Problem to solve:
Copy each line from the listing below where the word "MutationPolicy" shows up.

Exercise data:
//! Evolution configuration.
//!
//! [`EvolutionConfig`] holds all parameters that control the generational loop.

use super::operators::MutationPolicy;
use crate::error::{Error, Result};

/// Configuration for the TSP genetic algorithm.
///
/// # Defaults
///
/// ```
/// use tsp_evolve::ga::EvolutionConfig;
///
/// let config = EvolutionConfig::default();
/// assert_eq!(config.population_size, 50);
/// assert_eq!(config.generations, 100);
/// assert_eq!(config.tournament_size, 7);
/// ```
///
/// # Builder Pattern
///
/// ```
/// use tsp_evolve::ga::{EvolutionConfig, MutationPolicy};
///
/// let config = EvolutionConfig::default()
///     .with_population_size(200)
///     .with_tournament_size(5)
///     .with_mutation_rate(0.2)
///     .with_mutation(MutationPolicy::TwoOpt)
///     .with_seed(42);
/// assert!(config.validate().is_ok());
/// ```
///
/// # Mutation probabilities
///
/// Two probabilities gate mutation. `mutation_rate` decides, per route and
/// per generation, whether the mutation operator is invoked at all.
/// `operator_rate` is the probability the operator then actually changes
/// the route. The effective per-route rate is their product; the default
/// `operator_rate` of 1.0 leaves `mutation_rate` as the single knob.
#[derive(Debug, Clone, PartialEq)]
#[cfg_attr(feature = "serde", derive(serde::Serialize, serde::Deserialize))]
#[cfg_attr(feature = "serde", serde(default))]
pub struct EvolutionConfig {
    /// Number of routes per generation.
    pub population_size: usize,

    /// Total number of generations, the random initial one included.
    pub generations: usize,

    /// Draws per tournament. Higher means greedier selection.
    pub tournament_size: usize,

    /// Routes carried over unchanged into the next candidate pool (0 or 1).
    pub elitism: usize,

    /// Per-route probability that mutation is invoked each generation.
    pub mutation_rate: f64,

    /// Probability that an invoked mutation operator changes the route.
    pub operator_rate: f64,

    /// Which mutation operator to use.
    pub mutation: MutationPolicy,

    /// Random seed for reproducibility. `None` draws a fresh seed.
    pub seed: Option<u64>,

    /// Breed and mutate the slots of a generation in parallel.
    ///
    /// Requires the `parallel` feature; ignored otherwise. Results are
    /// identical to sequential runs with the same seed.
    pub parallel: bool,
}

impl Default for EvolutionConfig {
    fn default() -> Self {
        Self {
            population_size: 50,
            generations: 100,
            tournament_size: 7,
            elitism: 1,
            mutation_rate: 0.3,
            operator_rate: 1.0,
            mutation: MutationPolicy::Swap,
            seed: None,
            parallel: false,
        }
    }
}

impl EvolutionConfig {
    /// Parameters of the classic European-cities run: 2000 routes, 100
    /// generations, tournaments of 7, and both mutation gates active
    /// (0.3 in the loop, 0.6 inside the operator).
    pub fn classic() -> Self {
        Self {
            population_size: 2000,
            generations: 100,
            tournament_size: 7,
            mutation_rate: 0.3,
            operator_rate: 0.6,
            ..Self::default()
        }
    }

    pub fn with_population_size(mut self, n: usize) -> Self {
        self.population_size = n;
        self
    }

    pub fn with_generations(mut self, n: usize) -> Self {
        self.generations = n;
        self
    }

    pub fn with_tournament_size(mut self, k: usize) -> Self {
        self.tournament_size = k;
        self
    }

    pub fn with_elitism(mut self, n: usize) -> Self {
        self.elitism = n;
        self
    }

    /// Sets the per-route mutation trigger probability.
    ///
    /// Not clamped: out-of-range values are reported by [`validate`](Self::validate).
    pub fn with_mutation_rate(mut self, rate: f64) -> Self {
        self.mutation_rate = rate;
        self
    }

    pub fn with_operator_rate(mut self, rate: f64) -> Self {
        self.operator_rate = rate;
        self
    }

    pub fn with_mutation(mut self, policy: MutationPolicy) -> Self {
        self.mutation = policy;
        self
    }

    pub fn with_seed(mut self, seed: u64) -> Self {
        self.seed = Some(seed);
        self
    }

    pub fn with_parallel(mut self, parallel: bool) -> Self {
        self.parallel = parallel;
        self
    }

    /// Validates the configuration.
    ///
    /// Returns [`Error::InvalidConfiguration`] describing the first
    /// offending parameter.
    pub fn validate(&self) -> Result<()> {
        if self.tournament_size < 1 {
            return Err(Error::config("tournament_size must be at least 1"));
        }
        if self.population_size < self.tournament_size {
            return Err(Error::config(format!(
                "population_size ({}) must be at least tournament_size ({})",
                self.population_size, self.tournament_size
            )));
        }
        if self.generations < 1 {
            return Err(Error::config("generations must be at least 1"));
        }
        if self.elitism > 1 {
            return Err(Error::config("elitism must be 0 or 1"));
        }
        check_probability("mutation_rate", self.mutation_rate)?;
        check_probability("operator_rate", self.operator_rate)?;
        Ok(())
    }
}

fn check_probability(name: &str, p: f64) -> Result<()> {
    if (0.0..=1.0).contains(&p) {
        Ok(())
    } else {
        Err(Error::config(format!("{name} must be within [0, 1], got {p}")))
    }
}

--

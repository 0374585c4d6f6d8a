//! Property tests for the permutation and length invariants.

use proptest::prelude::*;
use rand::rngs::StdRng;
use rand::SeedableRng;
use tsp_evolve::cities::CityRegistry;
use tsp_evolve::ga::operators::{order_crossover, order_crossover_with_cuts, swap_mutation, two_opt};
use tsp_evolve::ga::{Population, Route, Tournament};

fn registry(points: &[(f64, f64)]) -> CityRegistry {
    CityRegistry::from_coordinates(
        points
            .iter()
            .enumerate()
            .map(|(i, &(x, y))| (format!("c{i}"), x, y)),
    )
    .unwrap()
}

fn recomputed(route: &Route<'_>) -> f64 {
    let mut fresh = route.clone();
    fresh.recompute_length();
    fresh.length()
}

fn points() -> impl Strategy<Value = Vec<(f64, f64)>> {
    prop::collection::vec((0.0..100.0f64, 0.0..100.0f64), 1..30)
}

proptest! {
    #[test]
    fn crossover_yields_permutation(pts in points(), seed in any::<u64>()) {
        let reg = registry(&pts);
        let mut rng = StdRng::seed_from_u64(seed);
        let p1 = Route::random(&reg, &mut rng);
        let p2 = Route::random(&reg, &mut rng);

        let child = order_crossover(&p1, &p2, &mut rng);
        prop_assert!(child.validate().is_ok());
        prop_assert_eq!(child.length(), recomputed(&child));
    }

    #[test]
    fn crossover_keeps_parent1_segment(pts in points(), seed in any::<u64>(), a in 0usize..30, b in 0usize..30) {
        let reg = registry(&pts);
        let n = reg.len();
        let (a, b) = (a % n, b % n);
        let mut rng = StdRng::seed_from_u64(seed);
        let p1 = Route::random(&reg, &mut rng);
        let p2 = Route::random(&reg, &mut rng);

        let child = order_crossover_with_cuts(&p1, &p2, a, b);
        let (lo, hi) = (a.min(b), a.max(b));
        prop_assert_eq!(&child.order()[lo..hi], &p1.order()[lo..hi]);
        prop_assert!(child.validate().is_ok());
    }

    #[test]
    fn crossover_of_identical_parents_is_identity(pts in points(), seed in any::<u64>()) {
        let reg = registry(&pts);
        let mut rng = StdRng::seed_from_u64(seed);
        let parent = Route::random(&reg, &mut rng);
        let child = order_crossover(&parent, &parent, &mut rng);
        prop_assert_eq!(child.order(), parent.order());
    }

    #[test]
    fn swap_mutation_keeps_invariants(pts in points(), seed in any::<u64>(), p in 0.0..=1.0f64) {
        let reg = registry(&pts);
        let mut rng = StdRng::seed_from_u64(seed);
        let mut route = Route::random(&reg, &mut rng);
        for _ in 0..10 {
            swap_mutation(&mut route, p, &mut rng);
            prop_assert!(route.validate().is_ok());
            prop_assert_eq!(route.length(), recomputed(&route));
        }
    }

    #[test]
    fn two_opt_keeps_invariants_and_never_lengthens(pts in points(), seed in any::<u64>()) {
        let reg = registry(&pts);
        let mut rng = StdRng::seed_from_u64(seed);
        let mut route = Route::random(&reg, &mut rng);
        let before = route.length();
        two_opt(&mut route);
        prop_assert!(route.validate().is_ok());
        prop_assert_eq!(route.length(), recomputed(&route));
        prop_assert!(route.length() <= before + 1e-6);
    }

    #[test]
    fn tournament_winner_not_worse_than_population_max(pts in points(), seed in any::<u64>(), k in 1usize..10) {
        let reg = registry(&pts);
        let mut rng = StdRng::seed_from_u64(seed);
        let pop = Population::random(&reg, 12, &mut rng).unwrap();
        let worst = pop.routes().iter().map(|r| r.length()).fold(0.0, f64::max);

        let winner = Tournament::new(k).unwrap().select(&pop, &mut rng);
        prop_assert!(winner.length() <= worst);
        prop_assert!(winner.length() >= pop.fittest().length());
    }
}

Exercise result:
use super::operators::MutationPolicy;
/// use tsp_evolve::ga::{EvolutionConfig, MutationPolicy};
///     .with_mutation(MutationPolicy::TwoOpt)
    pub mutation: MutationPolicy,
            mutation: MutationPolicy::Swap,
    pub fn with_mutation(mut self, policy: MutationPolicy) -> Self {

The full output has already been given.